The Fed is charged with maintaining price stability, and its officials have recently signaled that they could raise interest rates several times this year to try to cool the economy and prevent rapidly rising prices from becoming permanent. Powell — who is widely expected to win confirmation — reiterated that commitment on Tuesday.
“If we see inflation persisting at high levels longer than expected, if we have to raise interest rates more
over time, we will,” Powell said.
But the central bank also has a second mandate: It is supposed to guide the economy toward full employment, a situation in which people who want to work and are able to do so can find jobs. Cooling off the economy can slow hiring, so trying to foster a strong labor market and trying to set the stage for a strong labor market can require a balancing act for policymakers.
Powell squared the two goals in his testimony, suggesting that keeping price gains under control would be critical for achieving a sustainably strong labor market.
“High inflation is a severe threat to the achievement of maximum employment,” he said.
If rapid price gains start to become “entrenched in our economy,” the Fed might have to react starkly to choke off runaway inflation and risk touching off a recession, Powell said. To avoid a painful policy response and instead set the stage for a strong future labor market, he added that it was important to control inflation.
“If inflation does become
too persistent, if these high levels of inflation get entrenched in our economy, and in people’s thinking, then inevitably that will lead to much tighter monetary policy from us, and it could lead to a recession, and that would be bad for workers,” Powell said.
Economists increasingly expect Fed officials to make three or four interest rate increases in 2022, moves that would make borrowing expensive for households and businesses and slow down spending and growth. That could, in turn, weaken hiring, keep wages from growing as swiftly, and hold down prices over time as people shop less.
The Fed’s rate increases would come on top of other moves intended to keep the economy from overheating: Officials are slowing down the big bond purchases they had been using to lower longer-term interest rates and stoke growth, and policymakers have signaled that they might begin to shrink their bond holdings this year.
They could do that passively, allowing bonds to mature without reinvesting, or they could actively sell assets. Powell left the door open to either possibility on Tuesday. If the Fed trims those balance sheet holdings, that will reinforce the move higher in interest rates, cooling the economy further.

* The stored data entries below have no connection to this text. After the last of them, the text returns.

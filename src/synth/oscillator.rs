use crate::{
    dsp::{
        oscillator::{OscillatorBlock, Waveform},
        ramp::LinearRamp,
    },
    graph::node::{GraphNode, RenderCtx},
};

/// One tone generator of a group.
///
/// Frequency and gain are plain owned ramps on the audio clock; the only way
/// to change them is [`Oscillator::ramp_to_values`]. Inputs are not checked
/// here, the owning group clamps them first.
#[derive(Debug, Clone)]
pub struct Oscillator {
    phase_offset: f64,
    block: OscillatorBlock,
    frequency: LinearRamp,
    gain: LinearRamp,
    running: bool,
}

impl Oscillator {
    pub fn new(phase_offset: f64, waveform: Waveform, frequency: f64, gain: f64) -> Self {
        Self {
            phase_offset,
            block: OscillatorBlock::new(waveform),
            frequency: LinearRamp::new(frequency),
            gain: LinearRamp::new(gain),
            running: false,
        }
    }

    pub fn phase_offset(&self) -> f64 {
        self.phase_offset
    }

    pub fn waveform(&self) -> Waveform {
        self.block.waveform()
    }

    pub fn is_running(&self) -> bool {
        self.running
    }

    /// Start producing sound at the current frequency and gain.
    pub fn start(&mut self, _now: f64) {
        self.running = true;
    }

    /// Silence immediately.
    ///
    /// Any ramp in flight is frozen at its value at `now`, so a later start
    /// resumes from there. Stopping a stopped oscillator does nothing.
    pub fn stop(&mut self, now: f64) {
        if !self.running {
            return;
        }
        self.running = false;
        self.frequency.cancel(now);
        self.gain.cancel(now);
        self.block.reset();
    }

    /// Ramp frequency and gain linearly from their values at `now`, arriving
    /// at `target_time`. A target time at or before `now` snaps instead.
    pub fn ramp_to_values(&mut self, now: f64, target_time: f64, frequency: f64, gain: f64) {
        self.frequency.ramp_to(now, frequency, target_time);
        self.gain.ramp_to(now, gain, target_time);
    }

    pub fn frequency_at(&self, time: f64) -> f64 {
        self.frequency.value_at(time)
    }

    pub fn gain_at(&self, time: f64) -> f64 {
        self.gain.value_at(time)
    }

    /// One sample at audio-clock `time`; zero while stopped.
    #[inline]
    pub fn next_sample(&mut self, time: f64, sample_rate: f32) -> f32 {
        if !self.running {
            return 0.0;
        }
        let frequency = self.frequency.value_at(time) as f32;
        let gain = self.gain.value_at(time) as f32;
        self.block.next_sample(frequency, sample_rate) * gain
    }
}

impl GraphNode for Oscillator {
    fn render_block(&mut self, out: &mut [f32], ctx: &RenderCtx) {
        for (i, sample) in out.iter_mut().enumerate() {
            *sample = self.next_sample(ctx.sample_time(i), ctx.sample_rate);
        }
    }

    fn is_active(&self) -> bool {
        self.running
    }
}
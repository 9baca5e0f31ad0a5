use log::warn;

/// Sample-counting clock that fires one step per step interval.
///
/// Step boundaries are tracked in seconds but compared in whole frames, so
/// the boundary always lands on the first sample at or after it. Each step
/// targets the following boundary, which is strictly ahead of the sample
/// the step fires on.
#[derive(Debug, Clone)]
pub struct StepClock {
    sample_rate: f64,
    step_interval: f64,
    frames: u64,
    next_step: Option<f64>,
}

impl StepClock {
    pub fn new(sample_rate: f32, step_interval: f64) -> Self {
        Self {
            sample_rate: sample_rate as f64,
            step_interval,
            frames: 0,
            next_step: None,
        }
    }

    /// Audio-clock position in seconds.
    #[inline]
    pub fn now(&self) -> f64 {
        self.frames as f64 / self.sample_rate
    }

    pub fn frames(&self) -> u64 {
        self.frames
    }

    pub fn step_interval(&self) -> f64 {
        self.step_interval
    }

    pub fn is_running(&self) -> bool {
        self.next_step.is_some()
    }

    /// Schedule the first boundary at the current position.
    pub fn start(&mut self) {
        self.next_step = Some(self.now());
    }

    pub fn stop(&mut self) {
        self.next_step = None;
    }

    /// If a boundary has been reached, consume it and return the step's
    /// target time (the next boundary).
    ///
    /// When rendering fell more than one interval behind, the missed
    /// boundaries are skipped rather than fired back to back.
    pub fn take_due(&mut self) -> Option<f64> {
        let boundary = self.next_step?;
        if self.frames < self.frame_of(boundary) {
            return None;
        }

        let mut target = boundary + self.step_interval;
        if self.frames >= self.frame_of(target) {
            let behind = self.now() - boundary;
            let missed = (behind / self.step_interval).floor();
            target = boundary + (missed + 1.0) * self.step_interval;
            if self.frames >= self.frame_of(target) {
                target += self.step_interval;
            }
            warn!("Step clock fell {behind:.3}s behind, skipping {missed} steps");
        }

        self.next_step = Some(target);
        Some(target)
    }

    /// Frames left before the next boundary, `None` while stopped.
    pub fn frames_until_next(&self) -> Option<usize> {
        self.next_step
            .map(|boundary| self.frame_of(boundary).saturating_sub(self.frames) as usize)
    }

    pub fn advance(&mut self, frames: usize) {
        self.frames += frames as u64;
    }

    /// First frame at or after `time`.
    #[inline]
    fn frame_of(&self, time: f64) -> u64 {
        (time * self.sample_rate).ceil().max(0.0) as u64
    }
}
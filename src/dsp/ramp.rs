//! Time-addressed linear parameter ramps.
//!
//! A [`LinearRamp`] holds one straight segment `(start_time, start_value) →
//! (end_time, end_value)` on the audio clock. Reading it at any time returns
//! the interpolated value, clamped to the segment ends. Scheduling a new ramp
//! always starts from the value interpolated at the moment of the request, so
//! back-to-back requests chain without a jump and without overshoot:
//!
//! ```text
//!  value
//!    │        first target ·
//!    │              ╱ ·
//!    │            ╱·   second request at `now`
//!    │          ╱  ╲
//!    │        ╱      ╲______ second target
//!    └──────────────────────→ time
//! ```
//!
//! # Example
//!
//! ```
//! use shepard_dsp::dsp::ramp::LinearRamp;
//!
//! let mut gain = LinearRamp::new(0.0);
//! gain.ramp_to(0.0, 1.0, 2.0);
//! assert!((gain.value_at(1.0) - 0.5).abs() < 1e-12);
//! ```

/// One linear segment on the audio clock (seconds).
#[derive(Debug, Clone, Copy, PartialEq)]
pub struct LinearRamp {
    start_time: f64,
    start_value: f64,
    end_time: f64,
    end_value: f64,
}

impl LinearRamp {
    /// A ramp resting at `value` since the beginning of time.
    pub fn new(value: f64) -> Self {
        Self {
            start_time: 0.0,
            start_value: value,
            end_time: 0.0,
            end_value: value,
        }
    }

    /// Interpolated value at `time`.
    #[inline]
    pub fn value_at(&self, time: f64) -> f64 {
        if time >= self.end_time {
            self.end_value
        } else if time <= self.start_time {
            self.start_value
        } else {
            let progress = (time - self.start_time) / (self.end_time - self.start_time);
            self.start_value + (self.end_value - self.start_value) * progress
        }
    }

    /// Ramp from the value interpolated at `now` to `target`, arriving at
    /// `end_time`. A target time at or before `now` sets the value immediately.
    pub fn ramp_to(&mut self, now: f64, target: f64, end_time: f64) {
        if end_time <= now {
            self.set_immediate(now, target);
            return;
        }

        self.start_value = self.value_at(now);
        self.start_time = now;
        self.end_value = target;
        self.end_time = end_time;
    }

    /// Jump to `value` at `now`, discarding any scheduled segment.
    pub fn set_immediate(&mut self, now: f64, value: f64) {
        self.start_time = now;
        self.start_value = value;
        self.end_time = now;
        self.end_value = value;
    }

    /// Abandon the in-flight segment, holding the value reached at `now`.
    pub fn cancel(&mut self, now: f64) -> f64 {
        let held = self.value_at(now);
        self.set_immediate(now, held);
        held
    }

    /// Value the current segment ends on.
    pub fn target(&self) -> f64 {
        self.end_value
    }

    /// Time the current segment ends at.
    pub fn end_time(&self) -> f64 {
        self.end_time
    }

    pub fn is_ramping(&self, now: f64) -> bool {
        now < self.end_time && self.start_value != self.end_value
    }
}

impl Default for LinearRamp {
    fn default() -> Self {
        Self::new(0.0)
    }
}
//! Benchmarks for reverb processing.

use std::hint::black_box;

use criterion::{BenchmarkId, Criterion};
use shepard_dsp::dsp::reverb::Reverb;

use crate::BLOCK_SIZES;

pub fn bench_reverb(c: &mut Criterion) {
    let mut group = c.benchmark_group("dsp/reverb");

    let sample_rate = 48_000.0;

    for &size in BLOCK_SIZES {
        // Generate a test signal (impulse-like with some content)
        let input: Vec<f32> = (0..size)
            .map(|i| {
                if i < 10 {
                    1.0 - (i as f32 / 10.0) // Initial impulse
                } else {
                    (i as f32 * 0.05).sin() * 0.1 // Quiet tail
                }
            })
            .collect();

        for (name, room_size, damping) in [
            ("small_room", 0.3, 0.5),
            ("large_room", 0.9, 0.3),
            ("high_damping", 0.5, 0.9),
        ] {
            let mut reverb = Reverb::new(sample_rate);
            reverb.set_room_size(room_size);
            reverb.set_damping(damping);
            group.bench_with_input(BenchmarkId::new(name, size), &size, |b, _| {
                b.iter(|| {
                    let mut sum = 0.0f32;
                    for &sample in &input {
                        sum += reverb.process(black_box(sample));
                    }
                    sum
                })
            });
        }
    }

    group.finish();
}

“The committee hasn’t made any decisions about the timing of any of that — I think we’re going to have to be both humble and a bit nimble,” Powell said.
The Fed’s recent and decisive move toward inflation-fighting mode could be shored up by an inflation report, slated for release on Wednesday, that is expected to show the fastest growth in consumer prices since June 1982.

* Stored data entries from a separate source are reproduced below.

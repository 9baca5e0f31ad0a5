//! Keyboard controls and the status line

use crossterm::event::KeyCode;
use shepard_dsp::{graph::EffectParam, Result, ToneConfig, ToneHandle};

const VOLUME_STEP: f64 = 0.05;
const GAIN_STEP: f64 = 0.1;
const ROOM_STEP: f64 = 0.1;

/// Control-side mirror of what has been sent to the engine.
pub struct Controls {
    handle: ToneHandle,
    running: bool,
    master_volume: f64,
    room_size: f64,
    gains: Vec<f64>,
    selected: usize,
    pub should_quit: bool,
}

impl Controls {
    pub fn new(handle: ToneHandle, config: &ToneConfig) -> Self {
        Self {
            handle,
            running: false,
            master_volume: config.master_volume.clamp(0.0, 1.0),
            room_size: config.reverb.room_size.clamp(0.0, 1.0),
            gains: config.groups.iter().map(|g| g.gain.clamp(0.0, 1.0)).collect(),
            selected: 0,
            should_quit: false,
        }
    }

    pub fn toggle(&mut self) -> Result<()> {
        if self.running {
            self.handle.stop()?;
        } else {
            self.handle.start()?;
        }
        self.running = !self.running;
        Ok(())
    }

    pub fn handle_key(&mut self, key: KeyCode) -> Result<()> {
        match key {
            KeyCode::Char('q') | KeyCode::Char('Q') | KeyCode::Esc => {
                self.should_quit = true;
            }
            KeyCode::Char(' ') => self.toggle()?,
            KeyCode::Up => self.nudge_volume(VOLUME_STEP)?,
            KeyCode::Down => self.nudge_volume(-VOLUME_STEP)?,
            KeyCode::Char(c @ '1'..='9') => {
                let index = c as usize - '1' as usize;
                if index < self.gains.len() {
                    self.selected = index;
                }
            }
            KeyCode::Char('+') | KeyCode::Char('=') => self.nudge_gain(GAIN_STEP)?,
            KeyCode::Char('-') => self.nudge_gain(-GAIN_STEP)?,
            KeyCode::Char('R') => self.nudge_room(ROOM_STEP)?,
            KeyCode::Char('r') => self.nudge_room(-ROOM_STEP)?,
            _ => {}
        }
        Ok(())
    }

    fn nudge_volume(&mut self, delta: f64) -> Result<()> {
        self.master_volume = (self.master_volume + delta).clamp(0.0, 1.0);
        self.handle.set_master_volume(self.master_volume)
    }

    fn nudge_gain(&mut self, delta: f64) -> Result<()> {
        let Some(gain) = self.gains.get_mut(self.selected) else {
            return Ok(());
        };
        *gain = (*gain + delta).clamp(0.0, 1.0);
        self.handle.set_group_gain(self.selected, *gain)
    }

    fn nudge_room(&mut self, delta: f64) -> Result<()> {
        self.room_size = (self.room_size + delta).clamp(0.0, 1.0);
        self.handle
            .set_effect_parameter(EffectParam::RoomSize, self.room_size)
    }

    /// One-line summary; `pitch` is the loudest frequency heard, if known.
    pub fn status(&self, pitch: Option<f64>) -> String {
        let gains: Vec<String> = self
            .gains
            .iter()
            .enumerate()
            .map(|(i, g)| {
                let marker = if i == self.selected { '>' } else { ' ' };
                format!("{marker}{}:{g:.1}", i + 1)
            })
            .collect();
        let pitch = pitch.map_or_else(|| "   --   ".to_owned(), |f| format!("{f:7.1}Hz"));

        format!(
            "{} | vol {:.2} | room {:.1} | {} | {}",
            if self.running { "playing" } else { "stopped" },
            self.master_volume,
            self.room_size,
            pitch,
            gains.join(" ")
        )
    }
}
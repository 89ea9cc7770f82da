// Exact token-overlap scoring

/// Counts query tokens that also occur in the candidate's token sequence.
/// Membership, not consumption: a query token repeated twice scores twice
/// no matter how often the candidate contains it.
pub fn token_overlap(query: &[String], candidate: &[String]) -> usize {
    query.iter().filter(|t| candidate.contains(*t)).count()
}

Powell emphasized that inflation has been high both because consumer demand for goods has been strong and because supply of goods and services have been seriously disrupted: The pandemic has shut down factories, shipping routes haven’t been able to keep up as consumers buy more imported goods, and companies have in some cases struggled to hire workers to expand production and services.

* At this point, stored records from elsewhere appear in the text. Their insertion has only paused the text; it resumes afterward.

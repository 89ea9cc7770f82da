// Name normalization and tokenization

/// Low-information qualifiers dropped before scoring: variant suffixes,
/// certification tiers, unit words. Configurable through MatcherConfig;
/// this is the shipped default.
pub const STOPWORDS: [&str; 10] = [
    "xt", "ti", "super", "w", "plus", "gold", "bronze", "platinum", "pcie5", "mhz",
];

/// Lowercases and strips everything outside `[a-z0-9 ]`, then trims.
/// Stripped characters are deleted, not replaced with spaces, so
/// "i5-13400" becomes "i513400".
pub fn normalize(input: &str) -> String {
    input
        .to_lowercase()
        .chars()
        .filter(|c| c.is_ascii_lowercase() || c.is_ascii_digit() || *c == ' ')
        .collect::<String>()
        .trim()
        .to_string()
}

/// Splits a normalized string into words and drops stopwords.
pub fn tokenize(input: &str, stopwords: &[String]) -> Vec<String> {
    normalize(input)
        .split(' ')
        .filter(|t| !t.is_empty())
        .filter(|t| !stopwords.iter().any(|s| s == t))
        .map(str::to_string)
        .collect()
}

#[cfg(test)]
mod tests {
    use super::*;

    fn default_stopwords() -> Vec<String> {
        STOPWORDS.iter().map(|s| s.to_string()).collect()
    }

    #[test]
    fn normalize_keeps_only_lowercase_alnum_and_space() {
        for input in [
            "AMD Ryzen™ 5 5600X",
            "  Intel Core i5-13400  ",
            "Corsair RM650x (650 W, 80+ Gold)",
            "",
            "!!!",
        ] {
            let out = normalize(input);
            assert!(
                out.chars()
                    .all(|c| c.is_ascii_lowercase() || c.is_ascii_digit() || c == ' '),
                "bad char in {out:?}"
            );
            assert_eq!(out, out.trim());
        }
    }

    #[test]
    fn normalize_deletes_instead_of_replacing() {
        assert_eq!(normalize("Intel Core i5-13400"), "intel core i513400");
        assert_eq!(normalize("970 Evo Plus"), "970 evo plus");
    }

    #[test]
    fn tokenize_drops_variant_suffixes() {
        let tokens = tokenize("RTX 4070 Ti Super", &default_stopwords());
        assert_eq!(tokens, vec!["rtx", "4070"]);
    }

    #[test]
    fn tokenize_drops_certification_and_unit_words() {
        let tokens = tokenize("650W 80 Plus Gold", &default_stopwords());
        assert_eq!(tokens, vec!["650w", "80"]);
    }

    #[test]
    fn tokenize_skips_empty_segments() {
        let tokens = tokenize("  Samsung   970  ", &default_stopwords());
        assert_eq!(tokens, vec!["samsung", "970"]);
    }

    #[test]
    fn stopword_set_is_configurable() {
        let custom = vec!["samsung".to_string()];
        let tokens = tokenize("Samsung 970 Evo Plus", &custom);
        assert_eq!(tokens, vec!["970", "evo", "plus"]);
    }
}
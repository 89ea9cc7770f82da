pub mod fuzzy;
pub mod resolver;
pub mod score;
pub mod text;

The Fed can help to cool demand with its tools, but it is also hoping that supply bounces back as companies learn to live with the new backdrop the pandemic has created, Powell said.
Keeping inflation under control is “going to require us to use our tools, to the extent that they work on the demand side, while we also expect some help from the supply side,” he said.
Still, predicting the trajectory for inflation has been a fraught task during the pandemic. The Fed had initially forecast that inflation would pop early in 2021 and then fade, but policymakers — like many private sector forecasters — got that wrong.